I honestly don't mean to be contrary just for the sake of it, but serious fisherman need to at least be honest w/themselves and not worry about being confused by the facts.
Let me hit the boards for a few rebounds, easily confirmed by anyone who honestly wants to do the research. PM me and I'll promise to provide for you enough to easily show the following:
-I've too have heard of times that true northerns(not blue pike,actually a kind of junior-varsity walleye) were in Erie proper, not just scattered sparsely in Sandusky Bay and outside a tributary or two.The question is,where are they now? Few make sport of criticizing Erie, though it's complete consumption warnings list looks like an Atlas compared to those on even the lower Cuyahoga, even though the upper Cuyahoga has more overall species than Erie, another eye-opener. Pike of varying sizes thrive and reproduce throughout the Cuyahoga and have all but disappeared from Erie.Think about it.
-PikeDaddy-you obviously care about this issue, but badly need to do some reading.Smallies in rivers are all but always smaller than those in lakes, and it has little to do w/pollution.Those smaller bass can be much healthier than bigger lake ones. I'm sure you've noted that a 2lb. smallie from a river will carry around a 4lb. smallie from a lake.Gee, I wonder if that means the river is cleaner?And if you think the pike and smallies from the Cuyahoga are all small, you've been either fishing the stream/creek areas and/or using the wrong technique.
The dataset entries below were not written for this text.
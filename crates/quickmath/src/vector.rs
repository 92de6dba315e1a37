//! Free functions over the vector types.
//!
//! Each one forwards to the method of the same name, so `vector::dot(a, b)`
//! and `a.dot(b)` are interchangeable.

use crate::{Vec2, Vec3, Vec4};

/// Operations shared by [`Vec2`], [`Vec3`], and [`Vec4`].
pub trait Vector: Copy {
    fn dot(self, rhs: Self) -> f32;
    fn length(self) -> f32;
    fn normalize(self) -> Self;
    fn distance(self, other: Self) -> f32;
    fn min(self, other: Self) -> Self;
    fn max(self, other: Self) -> Self;
}

macro_rules! impl_vector {
    ($($t:ty),*) => {$(
        impl Vector for $t {
            #[inline] fn dot(self, rhs: Self) -> f32 { <$t>::dot(self, rhs) }
            #[inline] fn length(self) -> f32 { <$t>::length(self) }
            #[inline] fn normalize(self) -> Self { <$t>::normalize(self) }
            #[inline] fn distance(self, other: Self) -> f32 { <$t>::distance(self, other) }
            #[inline] fn min(self, other: Self) -> Self { <$t>::min(self, other) }
            #[inline] fn max(self, other: Self) -> Self { <$t>::max(self, other) }
        }
    )*};
}

impl_vector!(Vec2, Vec3, Vec4);

#[inline]
pub fn dot<V: Vector>(a: V, b: V) -> f32 {
    a.dot(b)
}

/// Right-handed cross product; only defined in three dimensions.
#[inline]
pub fn cross(a: Vec3, b: Vec3) -> Vec3 {
    a.cross(b)
}

#[inline]
pub fn length<V: Vector>(v: V) -> f32 {
    v.length()
}

/// Zero-length input returns the zero vector.
#[inline]
pub fn normalize<V: Vector>(v: V) -> V {
    v.normalize()
}

#[inline]
pub fn distance<V: Vector>(a: V, b: V) -> f32 {
    a.distance(b)
}

#[inline]
pub fn min<V: Vector>(a: V, b: V) -> V {
    a.min(b)
}

#[inline]
pub fn max<V: Vector>(a: V, b: V) -> V {
    a.max(b)
}

#[cfg(test)]
mod tests {
    use super::*;

    #[test]
    fn forwards_to_methods() {
        let a = Vec3::new(1.0, -2.0, 3.0);
        let b = Vec3::new(4.0, 5.0, -6.0);
        assert_eq!(dot(a, b), a.dot(b));
        assert_eq!(cross(a, b), a.cross(b));
        assert_eq!(length(a), a.length());
        assert_eq!(normalize(a), a.normalize());
        assert_eq!(distance(a, b), a.distance(b));
        assert_eq!(min(a, b), Vec3::new(1.0, -2.0, -6.0));
        assert_eq!(max(a, b), Vec3::new(4.0, 5.0, 3.0));
    }

    #[test]
    fn generic_over_dimension() {
        assert_eq!(length(Vec2::new(3.0, 4.0)), 5.0);
        assert_eq!(length(Vec4::new(2.0, 2.0, 2.0, 2.0)), 4.0);
        assert_eq!(distance(Vec2::ZERO, Vec2::new(0.0, -2.0)), 2.0);
        assert_eq!(normalize(Vec4::ZERO), Vec4::ZERO);
    }
}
Helen Keller could catch 2-3 lb. smallies from Edison Reservoir and it's because of depth and available forage, not because the water is cleaner than that in the valley, though it always tests that way, to be sure.
-You have a pike tournament at West Branch, I'll fish at the same time at my chosen spot(s) at the river, and I'll clean your clock every time.In fact, if I'm at West Branch and you're at the river-you'll whip me as well, including for size and total inches. A local TV show last year showed a number of pictures of Cuyahoga northerns caught over the years locally, after they caught several 30-40'' on the show on film.Several of those pictures used were of my brother and I. You could tell exactly where they were from the backround detail, and it sure wasn't West Branch. 
T-bane-the Cuyahoga Falls Historical Society(now downtown) has pictures and photos of HUGE northerns caught from the river in the 1800s and 1900s-long before East Branch as we know it existed.The next time you're at Rockin' on the River, take a brief break from your beer and river smellin' and stop by.


----------



## Pikedaddy (Jul 20, 2005)

homeworker said:


> I honestly don't mean to be contrary just for the sake of it, but serious fisherman need to at least be honest w/themselves and not worry about being confused by the facts.
> Let me hit the boards for a few rebounds, easily confirmed by anyone who honestly wants to do the research. PM me and I'll promise to provide for you enough to easily show the following:
> -I've too have heard of times that true northerns(not blue pike,actually a kind of junior-varsity walleye) were in Erie proper, not just scattered sparsely in Sandusky Bay and outside a tributary or two.The question is,where are they now? Few make sport of criticizing Erie, though it's complete consumption warnings list looks like an Atlas compared to those on even the lower Cuyahoga, even though the upper Cuyahoga has more overall species than Erie, another eye-opener. Pike of varying sizes thrive and reproduce throughout the Cuyahoga and have all but disappeared from Erie.Think about it.
> -PikeDaddy-you obviously care about this issue, but badly need to do some reading.Smallies in rivers are all but always smaller than those in lakes, and it has little to do w/pollution.Those smaller bass can be much healthier than bigger lake ones. I'm sure you've noted that a 2lb. smallie from a river will carry around a 4lb. smallie from a lake.Gee, I wonder if that means the river is cleaner?And if you think the pike and smallies from the Cuyahoga are all small, you've been either fishing the stream/creek areas and/or using the wrong technique. Helen Keller could catch 2-3 lb. smallies from Edison Reservoir and it's because of depth and available forage, not because the water is cleaner than that in the valley, though it always tests that way, to be sure.
> ...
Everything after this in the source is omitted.